I’m currently mid way through a very stimulating course at the University of Liverpool; Crime Fiction Under Investigation. As an avid reader of crime fiction I’m finding that the course is giving me much food for thought.
Up until the mid 20th century most crime novels were set in country houses and featured characters who were all frightfully rich. Hardly surprising then that Raymond Chandler talked about his intention to “take the body out of the vicarage garden and give murder back to those who are good at it!”
In most of these novels the mystery is solved not by the Police but by an amateur such as Sherlock Holmes or Lord Peter Wimsey. These gentleman detectives have two main things in common. Firstly, their motivation for solving the crime is intellectual curiosity rather than any social or moral responsibility.
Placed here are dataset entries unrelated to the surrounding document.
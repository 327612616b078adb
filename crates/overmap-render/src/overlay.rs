//! Reversible per-frame pixel compositing.
//!
//! Every draw goes through [`DirtyOverlay::set_overlay_pixel`], which
//! captures the original palette byte the first time a pixel is touched in
//! a frame. Replaying the captured bytes restores the base image exactly,
//! so overlays never permanently corrupt it. Each renderer instance owns
//! one overlay; the log is only meaningful between a restore and the next
//! restore.

use std::collections::HashMap;

use overmap_core::constants::{CANVAS_SIZE, POINTER_RADIUS, POINTER_TIP_SIZE};

use crate::canvas::PixelCanvas;
use crate::font::GlyphFont;

#[derive(Debug, Default)]
pub struct DirtyOverlay {
    /// Original palette byte per linear pixel index, captured on the
    /// frame's first overwrite of that pixel.
    dirty: HashMap<u32, u8>,
}

impl DirtyOverlay {
    pub fn new() -> Self {
        Self::default()
    }

    /// Write every captured byte back to the canvas and empty the log.
    /// Must run exactly once per frame, before any drawing for that frame.
    pub fn restore_and_clear(&mut self, canvas: &mut dyn PixelCanvas) {
        for (&index, &original) in &self.dirty {
            canvas.set(index % CANVAS_SIZE, index / CANVAS_SIZE, original);
        }
        self.dirty.clear();
    }

    /// Overwrite one pixel, logging its original value on first touch.
    /// Out-of-bounds coordinates are a no-op, so callers never clip.
    pub fn set_overlay_pixel(&mut self, canvas: &mut dyn PixelCanvas, x: i32, y: i32, color: u8) {
        if x < 0 || x >= CANVAS_SIZE as i32 || y < 0 || y >= CANVAS_SIZE as i32 {
            return;
        }
        let (x, y) = (x as u32, y as u32);
        self.dirty
            .entry(y * CANVAS_SIZE + x)
            .or_insert_with(|| canvas.get(x, y));
        canvas.set(x, y, color);
    }

    /// Fill a rectangle. Partially off-canvas rectangles are clipped
    /// per-pixel, not rejected.
    pub fn fill_rect(
        &mut self,
        canvas: &mut dyn PixelCanvas,
        x: i32,
        y: i32,
        width: i32,
        height: i32,
        color: u8,
    ) {
        for py in y..y + height {
            for px in x..x + width {
                self.set_overlay_pixel(canvas, px, py, color);
            }
        }
    }

    /// Integer Bresenham line. Both endpoints are written, and swapping
    /// them yields the identical pixel set.
    pub fn draw_line(
        &mut self,
        canvas: &mut dyn PixelCanvas,
        x0: i32,
        y0: i32,
        x1: i32,
        y1: i32,
        color: u8,
    ) {
        let dx = (x1 - x0).abs();
        let dy = (y1 - y0).abs();
        let sx = if x0 < x1 { 1 } else { -1 };
        let sy = if y0 < y1 { 1 } else { -1 };
        let mut err = dx - dy;
        let (mut x, mut y) = (x0, y0);

        loop {
            self.set_overlay_pixel(canvas, x, y, color);
            if x == x1 && y == y1 {
                break;
            }
            let e2 = 2 * err;
            if e2 > -dy {
                err -= dy;
                x += sx;
            }
            if e2 < dx {
                err += dx;
                y += sy;
            }
        }
    }

    /// Blit text left to right. Characters without a glyph are skipped and
    /// the cursor does not advance for them; each drawn glyph advances the
    /// cursor by its width plus one.
    pub fn draw_text(
        &mut self,
        canvas: &mut dyn PixelCanvas,
        x: i32,
        y: i32,
        text: &str,
        color: u8,
        font: &dyn GlyphFont,
    ) {
        let mut cursor = x;
        for ch in text.chars() {
            let Some(glyph) = font.glyph(ch) else {
                continue;
            };
            for row in 0..glyph.rows.len() as u32 {
                for col in 0..glyph.width {
                    if glyph.bit(row, col) {
                        self.set_overlay_pixel(canvas, cursor + col as i32, y + row as i32, color);
                    }
                }
            }
            cursor += glyph.width as i32 + 1;
        }
    }

    /// Draw the directional marker: a filled diamond with a facing line.
    ///
    /// The diamond is every pixel within Manhattan distance
    /// `POINTER_RADIUS` of the center. The facing line runs from the
    /// center to the rotation of (0, -radius) by the screen angle
    /// (yaw normalized into [0, 360), then flipped 180 degrees), with a
    /// 2x2 block at the tip for visual weight.
    pub fn draw_pointer(
        &mut self,
        canvas: &mut dyn PixelCanvas,
        center_x: i32,
        center_y: i32,
        yaw: f32,
        fill_color: u8,
        tip_color: u8,
    ) {
        for dx in -POINTER_RADIUS..=POINTER_RADIUS {
            for dy in -POINTER_RADIUS..=POINTER_RADIUS {
                if dx.abs() + dy.abs() <= POINTER_RADIUS {
                    self.set_overlay_pixel(canvas, center_x + dx, center_y + dy, fill_color);
                }
            }
        }

        let normalized = ((yaw as f64 % 360.0) + 360.0) % 360.0;
        let angle = ((normalized + 180.0) % 360.0).to_radians();
        let (sin, cos) = angle.sin_cos();

        let px = 0.0;
        let py = -(POINTER_RADIUS as f64);
        let tip_x = center_x + (px * cos - py * sin).round() as i32;
        let tip_y = center_y + (px * sin + py * cos).round() as i32;

        self.draw_line(canvas, center_x, center_y, tip_x, tip_y, tip_color);
        self.fill_rect(
            canvas,
            tip_x - 1,
            tip_y - 1,
            POINTER_TIP_SIZE,
            POINTER_TIP_SIZE,
            tip_color,
        );
    }

    /// Number of pixels captured this frame.
    pub fn touched(&self) -> usize {
        self.dirty.len()
    }
}

#[cfg(test)]
mod tests {
    use super::*;
    use crate::canvas::BufferCanvas;
    use crate::font::BitmapFont;

    /// Canvas with a position-dependent base pattern, so restores that
    /// write the wrong byte anywhere are caught.
    fn patterned_canvas() -> BufferCanvas {
        let mut canvas = BufferCanvas::new();
        for y in 0..CANVAS_SIZE {
            for x in 0..CANVAS_SIZE {
                canvas.set(x, y, ((x * 7 + y * 13) % 251) as u8);
            }
        }
        canvas
    }

    #[test]
    fn test_restore_reproduces_base_exactly() {
        let mut canvas = patterned_canvas();
        let base = canvas.clone();
        let mut overlay = DirtyOverlay::new();
        let font = BitmapFont::new();

        overlay.fill_rect(&mut canvas, 10, 10, 20, 9, 42);
        overlay.draw_line(&mut canvas, 0, 0, 127, 99, 17);
        overlay.draw_text(&mut canvas, 40, 60, "Steve 64", 5, &font);
        overlay.draw_pointer(&mut canvas, 64, 64, 137.0, 34, 119);
        assert_ne!(canvas, base);

        overlay.restore_and_clear(&mut canvas);
        assert_eq!(canvas, base);
        assert_eq!(overlay.touched(), 0);
    }

    #[test]
    fn test_first_original_wins() {
        let mut canvas = BufferCanvas::filled(7);
        let mut overlay = DirtyOverlay::new();

        overlay.set_overlay_pixel(&mut canvas, 5, 5, 10);
        overlay.set_overlay_pixel(&mut canvas, 5, 5, 20);
        assert_eq!(canvas.get(5, 5), 20);
        assert_eq!(overlay.touched(), 1);

        overlay.restore_and_clear(&mut canvas);
        // The log held the pre-frame byte, not the intermediate overlay.
        assert_eq!(canvas.get(5, 5), 7);
    }

    #[test]
    fn test_out_of_bounds_is_noop() {
        let mut canvas = BufferCanvas::new();
        let mut overlay = DirtyOverlay::new();

        overlay.set_overlay_pixel(&mut canvas, -1, 0, 9);
        overlay.set_overlay_pixel(&mut canvas, 0, 128, 9);
        overlay.set_overlay_pixel(&mut canvas, 128, 5, 9);
        assert_eq!(overlay.touched(), 0);
    }

    #[test]
    fn test_fill_rect_clips_per_pixel() {
        let mut canvas = BufferCanvas::new();
        let mut overlay = DirtyOverlay::new();

        // 4x4 rect hanging off the top-left corner: only the inside
        // quadrant lands.
        overlay.fill_rect(&mut canvas, -2, -2, 4, 4, 9);
        assert_eq!(overlay.touched(), 4);
        assert_eq!(canvas.get(0, 0), 9);
        assert_eq!(canvas.get(1, 1), 9);
        assert_eq!(canvas.get(2, 2), 0);
    }

    fn line_pixels(x0: i32, y0: i32, x1: i32, y1: i32) -> Vec<u32> {
        let mut canvas = BufferCanvas::new();
        let mut overlay = DirtyOverlay::new();
        overlay.draw_line(&mut canvas, x0, y0, x1, y1, 1);
        let mut touched: Vec<u32> = canvas
            .pixels()
            .iter()
            .enumerate()
            .filter(|(_, &p)| p == 1)
            .map(|(i, _)| i as u32)
            .collect();
        touched.sort_unstable();
        touched
    }

    #[test]
    fn test_line_direction_symmetric() {
        assert_eq!(line_pixels(0, 0, 5, 3), line_pixels(5, 3, 0, 0));
        assert_eq!(line_pixels(10, 90, 80, 20), line_pixels(80, 20, 10, 90));
    }

    #[test]
    fn test_line_writes_both_endpoints() {
        let mut canvas = BufferCanvas::new();
        let mut overlay = DirtyOverlay::new();
        overlay.draw_line(&mut canvas, 3, 4, 9, 21, 1);
        assert_eq!(canvas.get(3, 4), 1);
        assert_eq!(canvas.get(9, 21), 1);
    }

    #[test]
    fn test_single_point_line() {
        let mut canvas = BufferCanvas::new();
        let mut overlay = DirtyOverlay::new();
        overlay.draw_line(&mut canvas, 50, 50, 50, 50, 1);
        assert_eq!(overlay.touched(), 1);
        assert_eq!(canvas.get(50, 50), 1);
    }

    #[test]
    fn test_text_skips_unknown_without_advancing() {
        let font = BitmapFont::new();

        let mut with_unknown = BufferCanvas::new();
        let mut overlay_a = DirtyOverlay::new();
        overlay_a.draw_text(&mut with_unknown, 10, 10, "A\u{1F600}B", 5, &font);

        let mut plain = BufferCanvas::new();
        let mut overlay_b = DirtyOverlay::new();
        overlay_b.draw_text(&mut plain, 10, 10, "AB", 5, &font);

        assert_eq!(with_unknown, plain);
    }

    #[test]
    fn test_pointer_shape_south_facing() {
        let mut canvas = BufferCanvas::new();
        let mut overlay = DirtyOverlay::new();

        // yaw 0 flips to screen angle 180: tip points down (+y).
        overlay.draw_pointer(&mut canvas, 64, 64, 0.0, 34, 119);

        // Diamond extremes carry the fill color.
        assert_eq!(canvas.get(60, 64), 34);
        assert_eq!(canvas.get(68, 64), 34);
        assert_eq!(canvas.get(64, 60), 34);
        // Outside Manhattan distance 4 nothing is drawn.
        assert_eq!(canvas.get(67, 67), 0);
        // Facing line and tip block overwrite the fill downward.
        assert_eq!(canvas.get(64, 66), 119);
        assert_eq!(canvas.get(64, 68), 119);
        assert_eq!(canvas.get(63, 67), 119);
    }

    #[test]
    fn test_pointer_yaw_normalization() {
        let mut canvas_a = BufferCanvas::new();
        let mut overlay_a = DirtyOverlay::new();
        overlay_a.draw_pointer(&mut canvas_a, 64, 64, 90.0, 34, 119);

        // -270 and 450 normalize to the same facing as 90.
        for yaw in [-270.0, 450.0] {
            let mut canvas_b = BufferCanvas::new();
            let mut overlay_b = DirtyOverlay::new();
            overlay_b.draw_pointer(&mut canvas_b, 64, 64, yaw, 34, 119);
            assert_eq!(canvas_b, canvas_a, "yaw {yaw} should match yaw 90");
        }
    }
}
Secondly, they are openly contemptuous of the Police, often dismissing them as incompetent and socially inferior.
This patronising attitude to the Police by The Establishment was by no means confined to fiction. Up to WW2 it was quite common for Chief Constables to be recently retired military men (colonels, admirals etc) because career policemen were seen as having neither the education nor the social standing necessary for the job.
It seems to me that many members of the chattering classes still look down on the Police. Just this month the Government was considering a proposal that all new Police entrants should be graduates, presumably with a view to making the intake more middle class.
Even in modern crime fiction, the Police are often not sympathetically portrayed. Fictional Police detectives such as Rebus and Morse are shown as mavericks who succeed in solving crimes without much help from their colleagues and in spite of interference from their superiors.
In the real world, public sector budget cuts mean that Police forces are increasingly being asked to do more work with fewer resources. It will be interesting to see if our attitude, and the attitude of crime novelists, to the Police changes as a result.